> **Try it**
Your answer must be an exact copy of every record below.

> **Records provided**
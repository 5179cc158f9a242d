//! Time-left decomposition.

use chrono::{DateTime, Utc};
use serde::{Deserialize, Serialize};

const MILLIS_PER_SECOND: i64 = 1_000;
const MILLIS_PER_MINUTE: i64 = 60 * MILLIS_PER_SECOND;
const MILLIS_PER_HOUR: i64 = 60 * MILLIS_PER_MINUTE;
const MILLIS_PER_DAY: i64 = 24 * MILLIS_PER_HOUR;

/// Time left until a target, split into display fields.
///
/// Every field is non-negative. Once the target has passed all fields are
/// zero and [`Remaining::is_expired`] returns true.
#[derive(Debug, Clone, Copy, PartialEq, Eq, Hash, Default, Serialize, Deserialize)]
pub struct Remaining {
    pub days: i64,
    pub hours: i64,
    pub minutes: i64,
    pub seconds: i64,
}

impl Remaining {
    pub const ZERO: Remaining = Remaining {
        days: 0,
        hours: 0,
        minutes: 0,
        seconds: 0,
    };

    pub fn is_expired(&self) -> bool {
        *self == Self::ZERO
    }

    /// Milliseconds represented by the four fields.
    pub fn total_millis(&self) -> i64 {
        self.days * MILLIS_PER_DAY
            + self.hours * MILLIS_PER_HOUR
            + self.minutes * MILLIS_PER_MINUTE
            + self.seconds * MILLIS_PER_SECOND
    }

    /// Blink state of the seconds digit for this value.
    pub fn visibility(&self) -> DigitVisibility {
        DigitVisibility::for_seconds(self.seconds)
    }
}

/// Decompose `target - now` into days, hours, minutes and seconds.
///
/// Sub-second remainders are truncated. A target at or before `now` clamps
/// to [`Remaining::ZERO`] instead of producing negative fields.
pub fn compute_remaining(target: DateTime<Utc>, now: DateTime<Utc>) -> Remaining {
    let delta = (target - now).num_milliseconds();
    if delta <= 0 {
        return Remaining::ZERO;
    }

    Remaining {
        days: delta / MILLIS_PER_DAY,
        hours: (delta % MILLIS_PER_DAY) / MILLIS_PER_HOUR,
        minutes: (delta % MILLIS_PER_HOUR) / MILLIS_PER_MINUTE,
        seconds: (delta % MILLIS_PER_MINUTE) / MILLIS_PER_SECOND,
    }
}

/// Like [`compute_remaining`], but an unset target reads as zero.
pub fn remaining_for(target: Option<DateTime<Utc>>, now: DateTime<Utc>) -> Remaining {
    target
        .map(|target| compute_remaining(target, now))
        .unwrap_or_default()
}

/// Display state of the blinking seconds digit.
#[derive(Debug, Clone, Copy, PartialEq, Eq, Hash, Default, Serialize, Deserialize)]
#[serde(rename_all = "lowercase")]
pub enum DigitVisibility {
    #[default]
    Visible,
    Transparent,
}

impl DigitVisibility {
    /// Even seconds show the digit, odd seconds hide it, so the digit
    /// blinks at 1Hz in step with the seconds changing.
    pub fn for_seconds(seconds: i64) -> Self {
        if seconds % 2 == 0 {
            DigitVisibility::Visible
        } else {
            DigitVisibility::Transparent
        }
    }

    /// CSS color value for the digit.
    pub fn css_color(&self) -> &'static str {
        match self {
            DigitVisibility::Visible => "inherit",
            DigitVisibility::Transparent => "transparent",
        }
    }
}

> **Answer section**
repository 5179cc158f9a242d
//! Time-left decomposition.

use chrono::{DateTime, Utc};
use serde::{Deserialize, Serialize};

const MILLIS_PER_SECOND: i64 = 1_000;
const MILLIS_PER_MINUTE: i64 = 60 * MILLIS_PER_SECOND;
const MILLIS_PER_HOUR: i64 = 60 * MILLIS_PER_MINUTE;
const MILLIS_PER_DAY: i64 = 24 * MILLIS_PER_HOUR;

/// Time left until a target, split into display fields.
///
/// Every field is non-negative. Once the target has passed all fields are
/// zero and [`Remaining::is_expired`] returns true.
#[derive(Debug, Clone, Copy, PartialEq, Eq, Hash, Default, Serialize, Deserialize)]
pub struct Remaining {
    pub days: i64,
    pub hours: i64,
    pub minutes: i64,
    pub seconds: i64,
}

impl Remaining {
    pub const ZERO: Remaining = Remaining {
        days: 0,
        hours: 0,
        minutes: 0,
        seconds: 0,
    };

    pub fn is_expired(&self) -> bool {
        *self == Self::ZERO
    }

    /// Milliseconds represented by the four fields.
    pub fn total_millis(&self) -> i64 {
        self.days * MILLIS_PER_DAY
            + self.hours * MILLIS_PER_HOUR
            + self.minutes * MILLIS_PER_MINUTE
            + self.seconds * MILLIS_PER_SECOND
    }

    /// Blink state of the seconds digit for this value.
    pub fn visibility(&self) -> DigitVisibility {
        DigitVisibility::for_seconds(self.seconds)
    }
}

/// Decompose `target - now` into days, hours, minutes and seconds.
///
/// Sub-second remainders are truncated. A target at or before `now` clamps
/// to [`Remaining::ZERO`] instead of producing negative fields.
pub fn compute_remaining(target: DateTime<Utc>, now: DateTime<Utc>) -> Remaining {
    let delta = (target - now).num_milliseconds();
    if delta <= 0 {
        return Remaining::ZERO;
    }

    Remaining {
        days: delta / MILLIS_PER_DAY,
        hours: (delta % MILLIS_PER_DAY) / MILLIS_PER_HOUR,
        minutes: (delta % MILLIS_PER_HOUR) / MILLIS_PER_MINUTE,
        seconds: (delta % MILLIS_PER_MINUTE) / MILLIS_PER_SECOND,
    }
}

/// Like [`compute_remaining`], but an unset target reads as zero.
pub fn remaining_for(target: Option<DateTime<Utc>>, now: DateTime<Utc>) -> Remaining {
    target
        .map(|target| compute_remaining(target, now))
        .unwrap_or_default()
}

/// Display state of the blinking seconds digit.
#[derive(Debug, Clone, Copy, PartialEq, Eq, Hash, Default, Serialize, Deserialize)]
#[serde(rename_all = "lowercase")]
pub enum DigitVisibility {
    #[default]
    Visible,
    Transparent,
}

impl DigitVisibility {
    /// Even seconds show the digit, odd seconds hide it, so the digit
    /// blinks at 1Hz in step with the seconds changing.
    pub fn for_seconds(seconds: i64) -> Self {
        if seconds % 2 == 0 {
            DigitVisibility::Visible
        } else {
            DigitVisibility::Transparent
        }
    }

    /// CSS color value for the digit.
    pub fn css_color(&self) -> &'static str {
        match self {
            DigitVisibility::Visible => "inherit",
            DigitVisibility::Transparent => "transparent",
        }
    }
}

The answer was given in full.